//! Route file formats.

use std::path::Path;

use serde::de::DeserializeOwned;
use serde::Serialize;

use crate::io::error::IoError;

/// Serialization format of a route file, picked from its extension.
#[derive(Debug, Clone, Copy, PartialEq, Eq)]
pub enum ConfigFormat {
    Toml,
    Json,
}

impl ConfigFormat {
    /// `.json` selects JSON; everything else is read as TOML.
    pub fn from_path(path: &Path) -> Self {
        match path.extension().and_then(|e| e.to_str()) {
            Some(ext) if ext.eq_ignore_ascii_case("json") => ConfigFormat::Json,
            _ => ConfigFormat::Toml,
        }
    }

    pub fn parse<T: DeserializeOwned>(&self, file: &Path, content: &str) -> Result<T, IoError> {
        let parsed = match self {
            ConfigFormat::Toml => toml::from_str(content).map_err(|e| e.to_string()),
            ConfigFormat::Json => serde_json::from_str(content).map_err(|e| e.to_string()),
        };
        parsed.map_err(|message| IoError::Parse {
            file: file.to_path_buf(),
            message,
        })
    }

    pub fn render<T: Serialize>(&self, file: &Path, value: &T) -> Result<String, IoError> {
        let rendered = match self {
            ConfigFormat::Toml => toml::to_string_pretty(value).map_err(|e| e.to_string()),
            ConfigFormat::Json => serde_json::to_string_pretty(value).map_err(|e| e.to_string()),
        };
        rendered.map_err(|message| IoError::Render {
            file: file.to_path_buf(),
            message,
        })
    }
}
//! Property tests for matching and URL generation.

use proptest::prelude::*;

use web_router::routing::{Callback, Route, RouteContainer};

fn segment() -> impl Strategy<Value = String> {
    "[a-z][a-z0-9_-]{0,7}"
}

proptest! {
    #[test]
    fn generated_url_routes_back_to_its_route(
        literals in prop::collection::vec(segment(), 0..4),
        value in "[a-zA-Z0-9 %&?#+.-]{1,12}",
    ) {
        let mut path = String::new();
        for literal in &literals {
            path.push('/');
            path.push_str(literal);
        }
        path.push_str("/{value}");

        let mut container = RouteContainer::new();
        container.set_route(Route::builder(&path, Callback::function("target")).id("target").build().unwrap());

        let url = container.url("", "target", &[("value", value.as_str())], &[], "&").unwrap();
        let result = container.route("GET", &url, "");
        let matched = result.route().expect("generated URL should match");
        prop_assert_eq!(matched.route().id(), Some("target"));
        prop_assert_eq!(matched.value("value"), Some(value.as_str()));
    }

    #[test]
    fn literal_route_wins_regardless_of_order(
        prefix in segment(),
        name in segment(),
        literal_first in any::<bool>(),
    ) {
        let literal = Route::new(&format!("/{}/{}", prefix, name), Callback::function("literal")).unwrap();
        let wildcard = Route::new(&format!("/{}/{{name}}", prefix), Callback::function("wildcard")).unwrap();

        let mut container = RouteContainer::new();
        if literal_first {
            container.set_route(literal);
            container.set_route(wildcard);
        } else {
            container.set_route(wildcard);
            container.set_route(literal);
        }

        let result = container.route("GET", &format!("/{}/{}", prefix, name), "");
        let matched = result.route().expect("a route should match");
        prop_assert_eq!(matched.route().callback(), &Callback::function("literal"));
    }

    #[test]
    fn matching_ignores_slash_noise(
        segments in prop::collection::vec(segment(), 1..5),
    ) {
        let path = format!("/{}", segments.join("/"));
        let mut container = RouteContainer::new();
        container.set_route(Route::new(&path, Callback::function("page")).unwrap());

        let noisy = format!("//{}/", segments.join("//"));
        prop_assert!(container.route("GET", &noisy, "").route().is_some());
    }
}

● WORK REQUIRED
In the entries above, identify every line with the word "name". Copy those lines.

● SOLUTION FOR THIS EXERCISE
        name in segment(),
        let literal = Route::new(&format!("/{}/{}", prefix, name), Callback::function("literal")).unwrap();
        let wildcard = Route::new(&format!("/{}/{{name}}", prefix), Callback::function("wildcard")).unwrap();
        let result = container.route("GET", &format!("/{}/{}", prefix, name), "");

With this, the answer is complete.